Laparoscopic Antireflux Surgery for GERD
Introduction
The lesson includes:
Introduction
Video
Quiz
Speakers
Bernard Dallemagne
Lesson description:
Surgical treatment of gastroesophageal reflux disease was described 50 years ago. Laparoscopic anti-reflux procedures were introduced 20 years ago. Over the years a better understanding of the disease and of the indication for surgery lead to the definition of precise surgical steps and principles allowing, when applied, excellent outcome in the majority of patients. These principles are: objective confirmation of pathologic GERD, precise assessment of the anti-reflux barrier, careful patients’ selection, and good surgical technique. In order to achieve good clinical results surgeons should master not only the technical surgical steps but should also be familiar with the pathophysiology of the disease.
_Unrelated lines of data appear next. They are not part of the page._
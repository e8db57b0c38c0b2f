//! Geodex Store - The record store and its derived field index
//!
//! [`RecordStore`] owns every loaded record in insertion order, applies
//! the duplicate-key policy, and maintains the field index conditional
//! queries run against. Every mutation bumps a generation counter that
//! derived structures (the spatial grid, live key iterators) compare
//! against to detect staleness.

pub mod field_index;
pub mod store;

pub use field_index::FieldIndex;
pub use store::{Keys, RecordStore};
//! The fuzzy matcher: similarity scoring, ranking, and caches.
//!
//! Caches are owned by the matcher instance, never process-wide, so two
//! engines over different datasets cannot cross-contaminate results.
//! Lock poisoning propagates the panic that caused it.

use crate::levenshtein::ratio;
use crate::metaphone::{double_metaphone, PhoneticCode};
use crate::normalize::{clean, normalize, tokens};
use geodex_core::config::MatchConfig;
use geodex_core::Key;
use std::collections::HashMap;
use std::sync::RwLock;

/// `(cleaned query, field)` — what a memoized ranking is keyed by.
type CacheEntry = (String, String);

/// Ranks candidate field values by similarity to a free-text query.
#[derive(Debug, Default)]
pub struct FuzzyMatcher {
    config: MatchConfig,
    cache: RwLock<HashMap<CacheEntry, Vec<(f64, Key)>>>,
    bias: RwLock<HashMap<CacheEntry, Vec<(f64, Key)>>>,
}

impl FuzzyMatcher {
    pub fn new(config: MatchConfig) -> Self {
        Self { config, cache: RwLock::default(), bias: RwLock::default() }
    }

    pub fn config(&self) -> &MatchConfig {
        &self.config
    }

    /// Similarity score in [0, 1] between two strings, after cleaning.
    ///
    /// Symmetric. Identical inputs score 1.0; two empty strings are a
    /// perfect match; an empty string against a non-empty one scores 0.
    /// When one cleaned token sequence is contained in the other
    /// (order-preserving), the score is lifted to the configured
    /// inclusion score: "Aéroport CDG 2 TGV" should not be penalized for
    /// the words "aeroport-cdg" lacks.
    pub fn similarity(&self, a: &str, b: &str) -> f64 {
        let tokens_a = tokens(a);
        let tokens_b = tokens(b);

        // Cleaning can empty a string entirely ("the 2"); fall back to
        // the raw normalized forms so identity still scores 1.0.
        let (join_a, join_b) = if tokens_a.is_empty() && tokens_b.is_empty() {
            (normalize(a), normalize(b))
        } else {
            (tokens_a.join(" "), tokens_b.join(" "))
        };

        if join_a.is_empty() != join_b.is_empty() {
            return 0.0;
        }

        let score = ratio(&join_a, &join_b);
        if score == 1.0 {
            return score;
        }

        if self.config.inclusion_heuristic
            && !tokens_a.is_empty()
            && !tokens_b.is_empty()
            && (is_subsequence(&tokens_a, &tokens_b) || is_subsequence(&tokens_b, &tokens_a))
        {
            return score.max(self.config.inclusion_score);
        }

        score
    }

    /// Score every `(key, value)` candidate against `query`, drop scores
    /// below the configured minimum, and return the best `top_n` matches
    /// descending by score, ties broken by key ordering.
    pub fn rank(
        &self,
        query: &str,
        candidates: impl IntoIterator<Item = (Key, String)>,
        top_n: Option<usize>,
    ) -> Vec<(f64, Key)> {
        let mut results: Vec<(f64, Key)> = candidates
            .into_iter()
            .map(|(key, value)| (self.similarity(query, &value), key))
            .filter(|(score, _)| *score >= self.config.min_match)
            .collect();

        results.sort_by(|a, b| {
            b.0.partial_cmp(&a.0).unwrap_or(std::cmp::Ordering::Equal).then_with(|| a.1.cmp(&b.1))
        });
        if let Some(n) = top_n {
            results.truncate(n);
        }
        results
    }

    /// Same contract as [`rank`](Self::rank), memoizing the full ranking
    /// under `(cleaned query, field)`. The bias cache is consulted first
    /// and short-circuits the search entirely. Entries never expire;
    /// clearing is explicit.
    pub fn rank_cached(
        &self,
        field: &str,
        query: &str,
        candidates: impl IntoIterator<Item = (Key, String)>,
        top_n: Option<usize>,
    ) -> Vec<(f64, Key)> {
        let entry: CacheEntry = (clean(query), field.to_string());

        if let Some(forced) = self.bias.read().unwrap().get(&entry) {
            tracing::debug!(query, field, "fuzzy search answered from bias cache");
            return truncated(forced.clone(), top_n);
        }

        if let Some(cached) = self.cache.read().unwrap().get(&entry) {
            return truncated(cached.clone(), top_n);
        }

        let ranked = self.rank(query, candidates, None);
        self.cache.write().unwrap().insert(entry, ranked.clone());
        truncated(ranked, top_n)
    }

    /// Pin the answer for one query/field pair. Useful when the ranking
    /// misbehaves on a known input and the caller wants to force the
    /// expected result without retuning thresholds.
    pub fn set_bias(&self, field: &str, query: &str, results: Vec<(f64, Key)>) {
        let entry: CacheEntry = (clean(query), field.to_string());
        self.bias.write().unwrap().insert(entry, results);
    }

    pub fn clear_cache(&self) {
        self.cache.write().unwrap().clear();
    }

    pub fn clear_bias_cache(&self) {
        self.bias.write().unwrap().clear();
    }

    /// Keep only candidates phonetically equal to `query`, in input
    /// order, with the code each one matched on.
    pub fn phonetic_filter(
        &self,
        query: &str,
        candidates: impl IntoIterator<Item = (Key, String)>,
    ) -> Vec<(PhoneticCode, Key)> {
        let wanted = double_metaphone(query);
        candidates
            .into_iter()
            .filter_map(|(key, value)| {
                let code = double_metaphone(&value);
                code.matches(&wanted).then_some((code, key))
            })
            .collect()
    }
}

fn truncated(mut results: Vec<(f64, Key)>, top_n: Option<usize>) -> Vec<(f64, Key)> {
    if let Some(n) = top_n {
        results.truncate(n);
    }
    results
}

/// Order-preserving containment of one token sequence in another.
fn is_subsequence(needle: &[String], hay: &[String]) -> bool {
    let mut hay = hay.iter();
    needle.iter().all(|wanted| hay.any(|word| word == wanted))
}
Laparoscopic fundoplication together with hiatoplasty is the technique of choice. Different types of fundoplication have been described (360°-270°-180°, anterior-posterior). Laparoscopic Nissen fundoplication is the most widely used type of fundoplication being superior to lesser degrees of fundoplication (270°-180°) in terms of acid exposure control and long term results. In addition laparoscopic Nissen fundoplication is better than optimal medical treatment in controlling regurgitation, although side effects are more common. Partial fundoplication is the technique of choice in patients with very poor esophageal motility and may be associated with less troublesome side effects.